A survey on the need for updating the Greenhouse Gas (GHG) Protocol standards recently closed. Having been in existence since 2004 (with scope 2 and scope 3 guidance published in 2015 and 2013), it is a good time to consider changes.
Over the last few years, there has been a surge in interest in reporting accurate GHG figures. Many companies now report annually, either voluntarily or because they are large enough to be required by laws. The GHG protocol is the standard for these reports, even if they often are published in annoying formats (glossy PDFs).
In IT, transparency has also been improving. A year ago, AWS released its carbon calculator to bring it up to a similar level as Google and Microsoft. There have been some recent comments about AWS defunding their sustainability initiatives, but you can now at least get emissions numbers based on your cloud carbon footprint.
Unfortunately, the calculations are not all equal. Google is the most transparent with its methodology. AWS is the least - they give you a number, but the documentation is limited. This makes it impossible to compare between providers, but even within a single provider there insufficient detail to properly link energy generation with usage.
Can this be addressed with updates to the GHG protocol?
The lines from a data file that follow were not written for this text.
//! Error Types for VOXORDER API
//!
//! This module defines error handling for the HTTP layer:
//! - ApiError struct for structured error responses
//! - ErrorCode enum mapping each failure category to a status
//! - IntoResponse implementation for Axum
//! - Conversion from the core `PipelineError`
//!
//! Error bodies are `{ "error": ..., "code": ..., "details": ... }`.

use axum::{
    http::StatusCode,
    response::{IntoResponse, Response},
    Json,
};
use serde::{Deserialize, Serialize};
use serde_json::json;
use std::fmt;
use voxorder_core::{CommitError, PayloadError, PipelineError};

// ============================================================================
// ERROR CODE ENUM
// ============================================================================

/// Error codes for API responses.
#[derive(Debug, Clone, Copy, PartialEq, Eq, Hash, Serialize, Deserialize)]
#[serde(rename_all = "SCREAMING_SNAKE_CASE")]
pub enum ErrorCode {
    // ========================================================================
    // Authentication Errors (401)
    // ========================================================================
    /// Callback signature missing, malformed, wrong, or unverifiable
    AuthenticationFailure,

    // ========================================================================
    // Payload Errors (400)
    // ========================================================================
    /// Body is not a JSON object of the expected shape
    MalformedPayload,

    /// Body has no event type
    MissingEventType,

    /// Actionable event without a usable transcript
    MissingTranscript,

    // ========================================================================
    // Commit Errors (400)
    // ========================================================================
    /// No user id in any known payload location
    MissingUser,

    /// User id does not name an existing user
    InvalidUser,

    /// Item or restaurant could not be extracted
    IncompleteOrder,

    // ========================================================================
    // Server Errors (413, 500)
    // ========================================================================
    /// Order insert failed
    StoreWriteFailed,

    /// User lookup could not be performed
    DirectoryUnavailable,

    /// Request body exceeded the configured limit
    PayloadTooLarge,

    /// Internal server error
    InternalError,
}

impl ErrorCode {
    /// Get the HTTP status code for this error code.
    pub fn status_code(&self) -> StatusCode {
        match self {
            ErrorCode::AuthenticationFailure => StatusCode::UNAUTHORIZED,

            ErrorCode::MalformedPayload
            | ErrorCode::MissingEventType
            | ErrorCode::MissingTranscript
            | ErrorCode::MissingUser
            | ErrorCode::InvalidUser
            | ErrorCode::IncompleteOrder => StatusCode::BAD_REQUEST,

            ErrorCode::PayloadTooLarge => StatusCode::PAYLOAD_TOO_LARGE,


            ErrorCode::StoreWriteFailed
            | ErrorCode::DirectoryUnavailable
            | ErrorCode::InternalError => StatusCode::INTERNAL_SERVER_ERROR,
        }
    }

    /// Get a default message for this error code.
    pub fn default_message(&self) -> &'static str {
        match self {
            ErrorCode::AuthenticationFailure => "Invalid webhook signature",
            ErrorCode::MalformedPayload => "Malformed webhook payload",
            ErrorCode::MissingEventType => "Webhook payload has no event type",
            ErrorCode::MissingTranscript => "Webhook payload has no transcript",
            ErrorCode::MissingUser => "Could not extract user_id from webhook payload",
            ErrorCode::InvalidUser => "Invalid user_id",
            ErrorCode::IncompleteOrder => "Could not extract complete order details",
            ErrorCode::StoreWriteFailed => "Failed to store order",
            ErrorCode::DirectoryUnavailable => "User lookup failed",
            ErrorCode::PayloadTooLarge => "Webhook payload too large",
            ErrorCode::InternalError => "Internal server error",
        }
    }
}

impl fmt::Display for ErrorCode {
    fn fmt(&self, f: &mut fmt::Formatter<'_>) -> fmt::Result {
        write!(f, "{:?}", self)
    }
}

// ============================================================================
// API ERROR STRUCT
// ============================================================================

/// Structured error response for the webhook endpoint.
#[derive(Debug, Clone, PartialEq, Serialize, Deserialize)]
pub struct ApiError {
    /// Human-readable error message
    #[serde(rename = "error")]
    pub message: String,

    /// Error code categorizing the error
    pub code: ErrorCode,

    /// Optional structured detail (missing field, extracted values, conversation id)
    #[serde(skip_serializing_if = "Option::is_none")]
    pub details: Option<serde_json::Value>,
}

impl ApiError {
    /// Create a new API error with the given code and message.
    pub fn new(code: ErrorCode, message: impl Into<String>) -> Self {
        Self {
            code,
            message: message.into(),
            details: None,
        }
    }

    /// Create a new API error with the given code, using the default message.
    pub fn from_code(code: ErrorCode) -> Self {
        Self::new(code, code.default_message())
    }

    /// Add additional details to the error.
    pub fn with_details(mut self, details: serde_json::Value) -> Self {
        self.details = Some(details);
        self
    }

    /// Get the HTTP status code for this error.
    pub fn status_code(&self) -> StatusCode {
        self.code.status_code()
    }

    // ========================================================================
    // Convenience constructors
    // ========================================================================

    /// Create an AuthenticationFailure error. The reason is never sent to
    /// the caller.
    pub fn authentication_failure() -> Self {
        Self::from_code(ErrorCode::AuthenticationFailure)
    }

    /// Create a MalformedPayload error.
    pub fn malformed_payload(reason: impl Into<String>) -> Self {
        Self::from_code(ErrorCode::MalformedPayload).with_details(json!({ "reason": reason.into() }))
    }

    /// Create an InternalError.
    pub fn internal_error(message: impl Into<String>) -> Self {
        Self::new(ErrorCode::InternalError, message)
    }

    /// Create an invalid configuration error.
    pub fn invalid_config(message: impl Into<String>) -> Self {
        Self::new(ErrorCode::InternalError, message)
    }
}

impl fmt::Display for ApiError {
    fn fmt(&self, f: &mut fmt::Formatter<'_>) -> fmt::Result {
        write!(f, "{}: {}", self.code, self.message)
    }
}

impl std::error::Error for ApiError {}

// ============================================================================
// AXUM INTEGRATION
// ============================================================================

impl IntoResponse for ApiError {
    fn into_response(self) -> Response {
        let status = self.status_code();
        let body = Json(self);
        (status, body).into_response()
    }
}

// ============================================================================
// CONVERSIONS FROM CORE ERRORS
// ============================================================================

impl From<PayloadError> for ApiError {
    fn from(err: PayloadError) -> Self {
        match err {
            PayloadError::Malformed { reason } => ApiError::malformed_payload(reason),
            PayloadError::MissingEventType => {
                ApiError::from_code(ErrorCode::MissingEventType).with_details(json!({ "field": "type" }))
            }
            PayloadError::MissingTranscript => ApiError::from_code(ErrorCode::MissingTranscript)
                .with_details(json!({ "field": "data.transcript" })),
        }
    }
}

fn from_commit_error(err: CommitError, conversation_id: Option<String>) -> ApiError {
    match err {
        CommitError::MissingUser => ApiError::from_code(ErrorCode::MissingUser).with_details(json!({
            "conversationId": conversation_id,
        })),
        CommitError::InvalidUser { user_id } => ApiError::from_code(ErrorCode::InvalidUser).with_details(json!({
            "conversationId": conversation_id,
            "userId": user_id,
        })),
        CommitError::IncompleteOrder { extracted } => {
            ApiError::from_code(ErrorCode::IncompleteOrder).with_details(json!({
                "conversationId": conversation_id,
                "missing": extracted.missing_fields(),
                "extracted": {
                    "orderItem": extracted.order_item,
                    "restaurant": extracted.restaurant,
                    "rawTimeExpression": extracted.raw_time_expression,
                },
            }))
        }
        CommitError::DirectoryUnavailable(e) => {
            tracing::error!(error = %e, "User directory failure");
            ApiError::from_code(ErrorCode::DirectoryUnavailable).with_details(json!({
                "conversationId": conversation_id,
            }))
        }
        CommitError::StoreWriteFailed(e) => {
            ApiError::from_code(ErrorCode::StoreWriteFailed).with_details(json!({
                "conversationId": conversation_id,
                "reason": e.to_string(),
            }))
        }
    }
}

impl From<PipelineError> for ApiError {
    fn from(err: PipelineError) -> Self {
        match err {
            PipelineError::Authentication(_) => ApiError::authentication_failure(),
            PipelineError::Payload(e) => e.into(),
            PipelineError::Commit {
                conversation_id,
                source,
            } => from_commit_error(source, conversation_id),
        }
    }
}

// ============================================================================
// RESULT TYPE ALIAS
// ============================================================================

/// Result type alias for API operations.
pub type ApiResult<T> = Result<T, ApiError>;

#[cfg(test)]
mod tests {
    use super::*;
    use chrono::Utc;
    use voxorder_core::{ExtractedOrder, SignatureRejection, StoreError};

    #[test]
    fn test_error_code_status_mapping() {
        assert_eq!(ErrorCode::AuthenticationFailure.status_code(), StatusCode::UNAUTHORIZED);
        assert_eq!(ErrorCode::MalformedPayload.status_code(), StatusCode::BAD_REQUEST);
        assert_eq!(ErrorCode::InvalidUser.status_code(), StatusCode::BAD_REQUEST);
        assert_eq!(ErrorCode::IncompleteOrder.status_code(), StatusCode::BAD_REQUEST);
        assert_eq!(ErrorCode::StoreWriteFailed.status_code(), StatusCode::INTERNAL_SERVER_ERROR);
        assert_eq!(ErrorCode::DirectoryUnavailable.status_code(), StatusCode::INTERNAL_SERVER_ERROR);
        assert_eq!(ErrorCode::PayloadTooLarge.status_code(), StatusCode::PAYLOAD_TOO_LARGE);
    }

    #[test]
    fn test_missing_fields_are_named() {
        let err: ApiError = PayloadError::MissingEventType.into();
        assert_eq!(err.details, Some(json!({ "field": "type" })));

        let err: ApiError = PipelineError::Payload(PayloadError::MissingTranscript).into();
        assert_eq!(err.code, ErrorCode::MissingTranscript);
        assert_eq!(err.details, Some(json!({ "field": "data.transcript" })));
    }

    #[test]
    fn test_authentication_hides_reason() {
        let err: ApiError = PipelineError::Authentication(SignatureRejection::SecretNotConfigured).into();
        assert_eq!(err.code, ErrorCode::AuthenticationFailure);
        assert_eq!(err.details, None);
        assert!(!err.message.contains("configured"));
    }

    #[test]
    fn test_incomplete_order_details() {
        let err: ApiError = PipelineError::Commit {
            conversation_id: Some("conv_1".to_string()),
            source: CommitError::IncompleteOrder {
                extracted: Box::new(ExtractedOrder {
                    order_item: Some("a pizza".to_string()),
                    restaurant: None,
                    delivery_time: Utc::now(),
                    raw_time_expression: None,
                }),
            },
        }
        .into();

        let details = err.details.clone().unwrap_or_default();
        assert_eq!(err.code, ErrorCode::IncompleteOrder);
        assert_eq!(details["conversationId"], "conv_1");
        assert_eq!(details["missing"], json!(["restaurant"]));
        assert_eq!(details["extracted"]["orderItem"], "a pizza");
    }

    #[test]
    fn test_store_failure_carries_detail() {
        let err: ApiError = PipelineError::Commit {
            conversation_id: None,
            source: CommitError::StoreWriteFailed(StoreError::WriteFailed {
                reason: "null value in column".to_string(),
            }),
        }
        .into();
        assert_eq!(err.status_code(), StatusCode::INTERNAL_SERVER_ERROR);
        let reason = err
            .details
            .as_ref()
            .and_then(|d| d["reason"].as_str())
            .unwrap_or_default();
        assert!(reason.contains("null value"));
    }

    #[test]
    fn test_error_serialization() -> Result<(), serde_json::Error> {
        let err = ApiError::from_code(ErrorCode::MissingUser);
        let json = serde_json::to_value(&err)?;

        assert_eq!(json["error"], "Could not extract user_id from webhook payload");
        assert_eq!(json["code"], "MISSING_USER");
        assert!(json.get("details").is_none());

        let deserialized: ApiError = serde_json::from_value(json)?;
        assert_eq!(deserialized, err);
        Ok(())
    }

    #[test]
    fn test_error_display() {
        let err = ApiError::internal_error("Connection failed");
        let display = format!("{}", err);
        assert!(display.contains("InternalError"));
        assert!(display.contains("Connection failed"));
    }
}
Google published their submission to the GHG Protocol survey, and it’s a point they highlighted as a priority for change:
Under current GHGP methodologies, the actions that are credited as emissions reductions within companies’ inventories do not align sufficiently with the real-world GHG impact of those actions. Company strategies and actions that differ widely in effectiveness, both in their impact on a company’s own GHG footprint and on broader energy and economic systems, are in many cases credited equally…The updated GHGP should remedy this by more closely aligning credit for GHG reductions with real and measurable impacts of company actions.
Reporting also still requires lengthy analysis, often involving expensive consulting projects. It is very difficult to get data, particularly if you are a small business. The near real-time reporting we’re used to in finance is not yet possible in carbon accounting, although the cloud providers do a good job of updating their calculations frequently. Google is the best at this (every month), AWS the worst (3 months lag). This is going to be important for proper scope 3 reporting so that direct (scope 1 and scope 2) emissions figures can be reported through the supply chain.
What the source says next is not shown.